A disability appeal hearing can seem surreal to an outsider. Unlike a court proceeding, it involves little storytelling or persuasion. And it’s only glancingly related to a claimant’s experience of impairment. “Disabled is a legal term, not really a medical term,” says Amy Vercillo, a vocational counselor and long-time SSA vocational expert. The government’s definition of a disability requiring compensation is agonizingly specific, focusing on the minutiae of how an impairment changes a person’s capacity to, say, reach forward, bend over, or lift 10 pounds. ALJs [Administrative Law Judges] are tasked only with determining whether the claimant fits that definition. The objective fairness of the outcome depends entirely on how well the judge, vocational expert, and claimant’s representative—if they have one; it needn’t be a lawyer—can describe the claimant’s disability in bureaucratic doublespeak.

[…]Reversing a denial of benefits can take years, even for an experienced lawyer. A 2014 study found that more than 60 percent of claimants denied at the hearing level were eventually awarded benefits. That’s partly because people’s disabilities often get worse over time, but also because the government is so hard to convince—that skepticism is predicated on assuring that taxpayer money goes where it’s deserved, with the expectation that well-intentioned experts, fluent in the language of bureaucracy, will make the decision. When that ideal breaks down, people like [Pennsylvania resident Albert] Diaz end up lost in an interminable nightmare of what looks an awful lot like bureaucratic evasion and nonsense.

• From the Ghanaian Times: “Let’s empower mothers with disabled children

There is the need for the empowerment of mothers with disabled children while discouraging stigmatisation against such women, to reduce instances of depression and poverty among them.

“Caring for children or individuals with severe disabilities, especially in our part of the world comes with many problems, as some people believe that Persons With Disabilities (PWDs) are cursed and therefore associating with them or their families meant exposing oneself to bad omen, which is false.”

The founder of Women With Vision (WWV), a women and child centred not for profit organisation [sic], Ms Sylvia Appiah made the assertion in an interview with the Ghanaian Times in Accra yesterday.   
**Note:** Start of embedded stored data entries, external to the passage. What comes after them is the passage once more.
//! End-to-end pipeline scenarios.

use glam::DVec3;
use rand::rngs::StdRng;
use rand::{Rng, SeedableRng};

use super::*;
use crate::catalog::Catalog;
use crate::config::{FofBgType, HaloCoreSearch, SearchConfig};
use crate::hierarchy::StructureType;
use crate::particle::ParticleType;
use crate::unbind::NoopUnbinder;

// ---------------------------------------------------------------------------
// Sample builders
// ---------------------------------------------------------------------------

/// Standard normal via Box-Muller, driven by the seeded generator.
fn normal(rng: &mut StdRng) -> f64 {
  let u1: f64 = rng.random::<f64>().max(1e-12);
  let u2: f64 = rng.random::<f64>();
  (-2.0 * u1.ln()).sqrt() * (2.0 * std::f64::consts::PI * u2).cos()
}

fn normal3(rng: &mut StdRng, sigma: f64) -> DVec3 {
  DVec3::new(normal(rng), normal(rng), normal(rng)) * sigma
}

fn uniform3(rng: &mut StdRng, half: f64) -> DVec3 {
  DVec3::new(
    rng.random::<f64>() * 2.0 - 1.0,
    rng.random::<f64>() * 2.0 - 1.0,
    rng.random::<f64>() * 2.0 - 1.0,
  ) * half
}

fn gaussian_blob(
  rng: &mut StdRng,
  center: DVec3,
  sigma: f64,
  vel: DVec3,
  vel_sigma: f64,
  n: usize,
  id0: i64,
) -> Vec<Particle> {
  (0..n)
    .map(|i| {
      Particle::dark(
        id0 + i as i64,
        center + normal3(rng, sigma),
        vel + normal3(rng, vel_sigma),
        1.0,
      )
    })
    .collect()
}

fn group_sizes(catalog: &Catalog) -> Vec<usize> {
  let mut sizes = vec![0usize; catalog.ngroups() + 1];
  for &g in &catalog.group_ids {
    sizes[g] += 1;
  }
  sizes
}

fn check_invariants(catalog: &Catalog, min_size: usize) {
  let ng = catalog.ngroups();
  for &g in &catalog.group_ids {
    assert!(g <= ng, "label {g} out of range 0..={ng}");
  }
  let sizes = group_sizes(catalog);
  for g in 1..=ng {
    assert!(sizes[g] >= min_size, "group {g} undersized: {}", sizes[g]);
    assert_eq!(
      sizes[g],
      catalog.groups[g - 1].size,
      "recorded size mismatch for group {g}"
    );
  }
}

// ---------------------------------------------------------------------------
// Scenario 1: two isolated blobs
// ---------------------------------------------------------------------------

#[test]
fn test_two_isolated_blobs() {
  let mut rng = StdRng::seed_from_u64(42);
  let mut parts = gaussian_blob(&mut rng, DVec3::ZERO, 1.0, DVec3::ZERO, 1.0, 200, 0);
  parts.extend(gaussian_blob(
    &mut rng,
    DVec3::new(50.0, 0.0, 0.0),
    1.0,
    DVec3::ZERO,
    1.0,
    200,
    200,
  ));
  let mut cfg = SearchConfig::default().with_min_size(20);
  cfg.ellphys = 0.8;
  cfg.fofbgtype = FofBgType::Fof3d;
  let catalog = run_pipeline(&parts, &cfg, &NoopUnbinder).unwrap();

  assert_eq!(catalog.ngroups(), 2, "two field haloes expected");
  check_invariants(&catalog, 20);
  let sizes = group_sizes(&catalog);
  // Gaussian outskirts can leave a handful of stragglers unlinked
  assert!(sizes[1] >= 190 && sizes[1] <= 200, "sizes: {sizes:?}");
  assert!(sizes[2] >= 190 && sizes[2] <= 200, "sizes: {sizes:?}");
  // the two haloes split the input down the middle
  let first_blob_label = catalog.group_ids[..200]
    .iter()
    .find(|&&g| g != 0)
    .copied()
    .unwrap();
  assert!(catalog.group_ids[..200]
    .iter()
    .all(|&g| g == 0 || g == first_blob_label));
  assert!(catalog.group_ids[200..]
    .iter()
    .all(|&g| g == 0 || g != first_blob_label));
  assert!(catalog
    .groups
    .iter()
    .all(|r| StructureType::from_code(r.stype) == StructureType::Halo));
}

// ---------------------------------------------------------------------------
// Scenario 2: nested substructure (cold stream in a hot halo)
// ---------------------------------------------------------------------------

fn stream_in_halo(seed: u64) -> (Vec<Particle>, SearchConfig) {
  let mut rng = StdRng::seed_from_u64(seed);
  let nbg = 5000;
  let nstream = 400;
  let mut parts: Vec<Particle> = (0..nbg)
    .map(|i| {
      Particle::dark(
        i as i64,
        uniform3(&mut rng, 10.0),
        normal3(&mut rng, 5.0),
        1.0,
      )
    })
    .collect();
  // cold stream: a thin spatial filament with a coherent bulk flow
  for i in 0..nstream {
    let x = rng.random::<f64>() * 16.0 - 8.0;
    let yz = normal3(&mut rng, 0.35);
    parts.push(Particle::dark(
      (nbg + i) as i64,
      DVec3::new(x, yz.y, yz.z),
      DVec3::new(10.0, 0.0, 0.0) + normal3(&mut rng, 0.5),
      1.0,
    ));
  }
  let mut cfg = SearchConfig::default();
  cfg.ellphys = 1.5;
  cfg.halo_min_size = 32;
  cfg.min_size = 20;
  cfg.ellthreshold = 1.5;
  cfg.thetaopen = 0.15;
  cfg.vratio = 1.5;
  cfg.nvel = 8;
  // cells larger than the stream cross-section, so the stream never
  // defines its own cell background
  cfg.ncellfac = 0.1;
  cfg.iterate = true;
  (parts, cfg)
}

#[test]
fn test_nested_substructure() {
  let (parts, cfg) = stream_in_halo(7);
  let catalog = run_pipeline(&parts, &cfg, &NoopUnbinder).unwrap();
  check_invariants(&catalog, cfg.min_size.min(cfg.halo_min_size));

  // one field halo holding essentially everything
  let haloes: Vec<usize> = (1..=catalog.ngroups())
    .filter(|&g| {
      StructureType::from_code(catalog.groups[g - 1].stype) == StructureType::Halo
    })
    .collect();
  assert_eq!(haloes.len(), 1, "one field halo expected");
  let halo = haloes[0];
  let total: usize = catalog.groups.iter().map(|r| r.size).sum();
  assert!(total >= 5350, "halo lost too many particles: {total}");

  // exactly one substructure, essentially the stream
  let subs: Vec<usize> = (1..=catalog.ngroups())
    .filter(|&g| {
      matches!(
        StructureType::from_code(catalog.groups[g - 1].stype),
        StructureType::Subhalo { .. }
      )
    })
    .collect();
  assert_eq!(subs.len(), 1, "one substructure expected, got {subs:?}");
  let sub = subs[0];
  let size = catalog.groups[sub - 1].size;
  assert!(
    (380..=430).contains(&size),
    "stream recovery off: {size} of 400"
  );
  // recovered members are overwhelmingly true stream particles
  let true_positives = catalog.group_ids[5000..]
    .iter()
    .filter(|&&g| g == sub)
    .count();
  assert!(
    true_positives >= 370,
    "only {true_positives}/400 stream members recovered"
  );
  assert_eq!(
    catalog.groups[sub - 1].parent, halo,
    "substructure must hang off the field halo"
  );
  assert_eq!(catalog.groups[sub - 1].uber_parent, halo);
  assert_eq!(catalog.groups[halo - 1].nsub, 1);
}

#[test]
fn test_pipeline_idempotent() {
  let (parts, cfg) = stream_in_halo(7);
  let a = run_pipeline(&parts, &cfg, &NoopUnbinder).unwrap();
  let b = run_pipeline(&parts, &cfg, &NoopUnbinder).unwrap();
  assert_eq!(a, b, "identical input must yield identical catalogs");
}

#[test]
fn test_catalog_round_trip() {
  let (parts, cfg) = stream_in_halo(7);
  let catalog = run_pipeline(&parts, &cfg, &NoopUnbinder).unwrap();
  let text = serde_json::to_string(&catalog).unwrap();
  let reloaded: Catalog = serde_json::from_str(&text).unwrap();
  assert_eq!(reloaded, catalog);
  // the hierarchy reconstructed from the records reproduces the arrays
  let rebuilt = reloaded.rebuild_hierarchy();
  assert_eq!(rebuilt.flatten(catalog.ngroups()), catalog.hierarchy_arrays());
}

// ---------------------------------------------------------------------------
// Scenario 3: major merger with two cores
// ---------------------------------------------------------------------------

#[test]
fn test_merger_with_two_cores() {
  let mut rng = StdRng::seed_from_u64(11);
  let mut parts = gaussian_blob(
    &mut rng,
    DVec3::ZERO,
    0.5,
    DVec3::new(0.0, 2.0, 0.0),
    0.7,
    2000,
    0,
  );
  parts.extend(gaussian_blob(
    &mut rng,
    DVec3::new(2.0, 0.0, 0.0),
    0.5,
    DVec3::new(0.0, -2.0, 0.0),
    0.7,
    2000,
    2000,
  ));
  let mut cfg = SearchConfig::default().with_min_size(20);
  cfg.ellphys = 0.5;
  cfg.halocorexfac = 0.5;
  cfg.halocorevfac = 2.0;
  cfg.halocorenfac = 0.2;
  // isolate the core machinery: the halo is too small for the outlier
  // search but well above the core-search floor
  cfg.min_sub_size = 5000;
  cfg.halo_core_search = HaloCoreSearch::DetectAssign;
  let catalog = run_pipeline(&parts, &cfg, &NoopUnbinder).unwrap();
  check_invariants(&catalog, 20);

  assert_eq!(catalog.ngroups(), 2, "halo body + one secondary core");
  let halo = &catalog.groups[0];
  assert_eq!(StructureType::from_code(halo.stype), StructureType::Halo);
  let core = &catalog.groups[1];
  assert_eq!(
    StructureType::from_code(core.stype),
    StructureType::HaloCore { depth: 1 }
  );
  // under full assignment the two progenitors split the halo roughly in
  // half
  assert!(
    (1700..=2300).contains(&halo.size),
    "primary progenitor size {}",
    halo.size
  );
  assert!(
    (1700..=2300).contains(&core.size),
    "secondary progenitor size {}",
    core.size
  );
  assert_eq!(halo.size + core.size, 4000, "assignment must cover the halo");
  assert_eq!(core.parent, 1);
  assert_eq!(core.uber_parent, 1);
}

// ---------------------------------------------------------------------------
// Scenario 4: baryon association
// ---------------------------------------------------------------------------

#[test]
fn test_baryon_association() {
  let mut rng = StdRng::seed_from_u64(4);
  let mut parts = gaussian_blob(&mut rng, DVec3::ZERO, 1.0, DVec3::ZERO, 1.0, 200, 0);
  parts.extend(gaussian_blob(
    &mut rng,
    DVec3::new(50.0, 0.0, 0.0),
    1.0,
    DVec3::ZERO,
    1.0,
    200,
    200,
  ));
  // gas tracing each blob's centre, at the blob's bulk velocity
  for i in 0..100 {
    parts.push(Particle::gas(
      400 + i,
      normal3(&mut rng, 0.3),
      normal3(&mut rng, 0.3),
      0.2,
      0.01,
    ));
  }
  for i in 0..100 {
    parts.push(Particle::gas(
      500 + i,
      DVec3::new(50.0, 0.0, 0.0) + normal3(&mut rng, 0.3),
      normal3(&mut rng, 0.3),
      0.2,
      0.01,
    ));
  }
  let mut cfg = SearchConfig::default().with_min_size(20);
  cfg.ellphys = 0.8;
  cfg.baryon_search = true;
  let catalog = run_pipeline(&parts, &cfg, &NoopUnbinder).unwrap();

  assert_eq!(catalog.ngroups(), 2);
  // residual ungrouped gas must be zero, each blob's gas with its halo
  let gas_labels: Vec<usize> = catalog.group_ids[400..].to_vec();
  assert!(
    gas_labels.iter().all(|&g| g != 0),
    "ungrouped gas remains: {}",
    gas_labels.iter().filter(|&&g| g == 0).count()
  );
  let g1 = catalog.group_ids[400];
  assert!(gas_labels[..100].iter().all(|&g| g == g1));
  assert!(gas_labels[100..].iter().all(|&g| g != g1));
  // group sizes now include the gas
  let sizes = group_sizes(&catalog);
  assert!(sizes[1] >= 280 && sizes[2] >= 280, "sizes: {sizes:?}");
}

// ---------------------------------------------------------------------------
// Scenario 5: periodic wrap
// ---------------------------------------------------------------------------

#[test]
fn test_periodic_wrap_cluster() {
  let mut rng = StdRng::seed_from_u64(5);
  let parts: Vec<Particle> = (0..300)
    .map(|i| {
      let mut x = DVec3::new(0.1, 0.5, 0.5) + normal3(&mut rng, 0.3);
      // fold into the unit box
      for k in 0..3 {
        x[k] = x[k].rem_euclid(1.0);
      }
      Particle::dark(i as i64, x, normal3(&mut rng, 1.0), 1.0)
    })
    .collect();

  let mut cfg = SearchConfig::default().with_min_size(20);
  cfg.ellphys = 0.4;
  cfg.period = 1.0;
  let catalog = run_pipeline(&parts, &cfg, &NoopUnbinder).unwrap();
  assert_eq!(catalog.ngroups(), 1, "wrap-around cluster is one group");
  let grouped = catalog.group_ids.iter().filter(|&&g| g == 1).count();
  assert_eq!(grouped, 300);
  // the single group contains particles from both sides of the boundary
  let low = parts
    .iter()
    .zip(&catalog.group_ids)
    .any(|(p, &g)| g == 1 && p.position.x < 0.2 && p.position.x >= 0.0);
  let high = parts
    .iter()
    .zip(&catalog.group_ids)
    .any(|(p, &g)| g == 1 && p.position.x > 0.8);
  assert!(low && high, "group must span the periodic boundary");
}

// ---------------------------------------------------------------------------
// Scenario 6: significance pruning of noise
// ---------------------------------------------------------------------------

#[test]
fn test_noise_yields_no_substructure() {
  let mut rng = StdRng::seed_from_u64(6);
  // pure noise: uniform positions, isotropic velocities, no structure
  let parts: Vec<Particle> = (0..2000)
    .map(|i| {
      Particle::dark(
        i as i64,
        uniform3(&mut rng, 7.0),
        normal3(&mut rng, 5.0),
        1.0,
      )
    })
    .collect();
  let mut cfg = SearchConfig::default();
  cfg.ellphys = 1.5;
  cfg.halo_min_size = 32;
  cfg.min_size = 20;
  // force substructure searches on the noise and demand high significance
  cfg.min_sub_size = 500;
  cfg.sig_level = 5.0;
  cfg.ellthreshold = 3.0;
  cfg.ncellfac = 0.05;
  let catalog = run_pipeline(&parts, &cfg, &NoopUnbinder).unwrap();
  for rec in &catalog.groups {
    assert_eq!(
      StructureType::from_code(rec.stype),
      StructureType::Halo,
      "spurious substructure survived: {rec:?}"
    );
  }
}

// ---------------------------------------------------------------------------
// Degenerate inputs
// ---------------------------------------------------------------------------

#[test]
fn test_empty_input() {
  let cfg = SearchConfig::default();
  let catalog = run_pipeline(&[], &cfg, &NoopUnbinder).unwrap();
  assert_eq!(catalog.ngroups(), 0);
  assert!(catalog.group_ids.is_empty());
}

#[test]
fn test_invalid_config_rejected() {
  let cfg = SearchConfig::default().with_link_length(-1.0);
  let err = run_pipeline(&[], &cfg, &NoopUnbinder).unwrap_err();
  assert!(matches!(err, crate::error::FinderError::Config { .. }));
}

#[test]
fn test_other_species_ignored() {
  let mut rng = StdRng::seed_from_u64(9);
  let mut parts = gaussian_blob(&mut rng, DVec3::ZERO, 1.0, DVec3::ZERO, 1.0, 100, 0);
  for p in parts.iter_mut().take(10) {
    p.ptype = ParticleType::Other;
  }
  let mut cfg = SearchConfig::default().with_min_size(20);
  cfg.ellphys = 0.8;
  let catalog = run_pipeline(&parts, &cfg, &NoopUnbinder).unwrap();
  assert!(catalog.group_ids[..10].iter().all(|&g| g == 0));
}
According to her, many mothers with disabled children suffered depression due to the emotional trauma they suffered in the hands of their superstitious neighbours whose cold attitudes towards them are fueled by certain traditional [beliefs].

Explaining, she indicated that the stigmatisation against childhood related disability was often associated with women’s role in child bearing and upbringing, adding that poverty also played a role in promoting discrimination against mothers with such children.